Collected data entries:

--------------------------------

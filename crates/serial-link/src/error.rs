//! Serial Link Error Types

use frame_protocol::FrameError;
use ring_buffer::RingBufferError;
use thiserror::Error;

/// Errors surfaced by the serial link and its workers
#[derive(Debug, Error)]
pub enum LinkError {
    #[error("Serial port error: {0}")]
    SerialError(String),

    #[error("Transport read failed: {0}")]
    ReadFailed(String),

    #[error("Transport write failed: {0}")]
    WriteFailed(String),

    #[error("Transport is closed")]
    TransportClosed,

    #[error("Link is not running")]
    NotRunning,

    #[error("Outbound buffer full: need {needed} bytes, {free} free")]
    OutboundFull { needed: usize, free: usize },

    #[error("Framing error: {0}")]
    Framing(#[from] FrameError),

    #[error("Buffer error: {0}")]
    Buffer(#[from] RingBufferError),

    #[error("Invalid configuration: {0}")]
    InvalidConfig(String),

    #[error("No async runtime available: {0}")]
    Runtime(String),

    #[error("{worker} worker did not stop within {timeout_ms}ms")]
    ShutdownTimeout { worker: &'static str, timeout_ms: u64 },

    #[error("{worker} worker panicked: {reason}")]
    WorkerPanicked { worker: &'static str, reason: String },
}

impl LinkError {
    /// True for errors produced by the frame decoder
    pub fn is_framing(&self) -> bool {
        matches!(self, LinkError::Framing(_))
    }
}

impl From<std::io::Error> for LinkError {
    fn from(err: std::io::Error) -> Self {
        LinkError::SerialError(err.to_string())
    }
}

impl From<tokio_serial::Error> for LinkError {
    fn from(err: tokio_serial::Error) -> Self {
        LinkError::SerialError(err.to_string())
    }
}

impl From<::config::ConfigError> for LinkError {
    fn from(err: ::config::ConfigError) -> Self {
        LinkError::InvalidConfig(err.to_string())
    }
}
impl SerialLink {
    /// Open the configured serial port and start the workers
    pub fn open(config: LinkConfig, bus: Arc<FrameBus>) -> Result<Self, LinkError> {
        let transport = SerialTransport::open(&config)?;
        Self::start(transport, config, bus)
    }

    /// Start the workers on an already open transport
    ///
    /// Must be called from within a Tokio runtime; workers run on its
    /// blocking pool.
    pub fn start<T>(transport: T, config: LinkConfig, bus: Arc<FrameBus>) -> Result<Self, LinkError>
    where
        T: Transport + 'static,
    {
        config.validate()?;
        let runtime = Handle::try_current().map_err(|e| LinkError::Runtime(e.to_string()))?;
        if !transport.is_open() {
            return Err(LinkError::TransportClosed);
        }

        let stats = Arc::new(LinkStats::default());
        let (reporter, errors) =
            ErrorReporter::channel(config.error_channel_capacity, Arc::clone(&stats));

        let ctx = WorkerContext {
            running: Arc::new(AtomicBool::new(true)),
            transport: Arc::new(Mutex::new(Box::new(transport) as Box<dyn Transport>)),
            rx_buffer: Arc::new(RingBuffer::new(config.rx_capacity)?),
            tx_buffer: Arc::new(RingBuffer::new(config.tx_capacity)?),
            bus,
            reporter,
            stats,
            idle_poll: config.idle_poll(),
            error_backoff: config.error_backoff(),
            tx_chunk_size: config.tx_chunk_size,
        };

        let loops: [(&'static str, fn(WorkerContext)); 3] = [
            (RX_WORKER, rx_loop),
            (TX_WORKER, tx_loop),
            (DECODE_WORKER, decode_loop),
        ];
        let workers = loops
            .into_iter()
            .map(|(name, run)| {
                let ctx = ctx.clone();
                (name, runtime.spawn_blocking(move || run(ctx)))
            })
            .collect();

        info!(
            port = %config.port,
            baud = config.baud_rate,
            rx_capacity = config.rx_capacity,
            tx_capacity = config.tx_capacity,
            "Serial link started"
        );

        Ok(Self {
            config,
            running: ctx.running,
            transport: ctx.transport,
            rx_buffer: ctx.rx_buffer,
            tx_buffer: ctx.tx_buffer,
            bus: ctx.bus,
            stats: ctx.stats,
            workers,
            errors: Some(errors),
        })
    }

    /// Queue raw bytes for transmission
    ///
    /// Returns how many bytes were queued; fewer than `data.len()` means
    /// the outbound buffer filled up and the rest was dropped.
    pub fn send(&self, data: &[u8]) -> Result<usize, LinkError> {
        if !self.is_running() {
            return Err(LinkError::NotRunning);
        }
        let queued = self.tx_buffer.write(data);
        if queued < data.len() {
            debug!(queued, requested = data.len(), "Outbound buffer full, send truncated");
        }
        Ok(queued)
    }

    /// Queue a command frame, whole or not at all
    pub fn send_command(&self, command: &CommandFrame) -> Result<(), LinkError> {
        if !self.is_running() {
            return Err(LinkError::NotRunning);
        }
        let bytes = command.to_bytes();
        if !self.tx_buffer.try_write_all(&bytes) {
            return Err(LinkError::OutboundFull {
                needed: bytes.len(),
                free: self.tx_buffer.free_space(),
            });
        }
        debug!(command = ?command.command_type, bytes = bytes.len(), "Command queued");
        Ok(())
    }

    /// True while the workers run and the transport is open
    pub fn is_running(&self) -> bool {
        self.running.load(Ordering::Acquire) && lock_transport(&self.transport).is_open()
    }

    pub fn bus(&self) -> &Arc<FrameBus> {
        &self.bus
    }

    pub fn rx_buffer(&self) -> &Arc<RingBuffer<u8>> {
        &self.rx_buffer
    }

    pub fn tx_buffer(&self) -> &Arc<RingBuffer<u8>> {
        &self.tx_buffer
    }

    pub fn config(&self) -> &LinkConfig {
        &self.config
    }

    pub fn stats(&self) -> StatsSnapshot {
        self.stats.snapshot()
    }

    /// Take the receiving end of the error channel
    ///
    /// Only the first call returns it.
    pub fn take_errors(&mut self) -> Option<mpsc::Receiver<LinkError>> {
        self.errors.take()
    }

    /// Stop the workers, close the transport and clear both buffers
    ///
    /// Each worker gets the configured shutdown timeout to finish. The
    /// transport is closed and the buffers cleared even if one does not,
    /// in which case the first such failure is returned.
    pub async fn shutdown(mut self) -> Result<(), LinkError> {
        info!("Shutting down serial link");
        self.running.store(false, Ordering::Release);

        let timeout = self.config.shutdown_timeout();
        let mut first_error = None;
        for (worker, handle) in self.workers.drain(..) {
            match tokio::time::timeout(timeout, handle).await {
                Ok(Ok(())) => debug!(worker, "Worker stopped"),
                Ok(Err(join_error)) => {
                    warn!(worker, error = %join_error, "Worker panicked");
                    first_error.get_or_insert(LinkError::WorkerPanicked {
                        worker,
                        reason: join_error.to_string(),
                    });
                }
                Err(_) => {
                    warn!(worker, timeout_ms = self.config.shutdown_timeout_ms, "Worker did not stop in time");
                    first_error.get_or_insert(LinkError::ShutdownTimeout {
                        worker,
                        timeout_ms: self.config.shutdown_timeout_ms,
                    });
                }
            }
        }

        lock_transport(&self.transport).close();
        self.rx_buffer.clear();
        self.tx_buffer.clear();

        let stats = self.stats.snapshot();
        info!(
            rx_bytes = stats.rx_bytes,
            tx_bytes = stats.tx_bytes,
            frames = stats.frames_decoded(),
            errors = stats.errors(),
            "Serial link stopped"
        );

        first_error.map_or(Ok(()), Err)
    }
}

--------------------------------

• _Aim of the exercise_: From the entries above, list each line with "ConfigError" in it.

• _Answer section_:
impl From<::config::ConfigError> for LinkError {
    fn from(err: ::config::ConfigError) -> Self {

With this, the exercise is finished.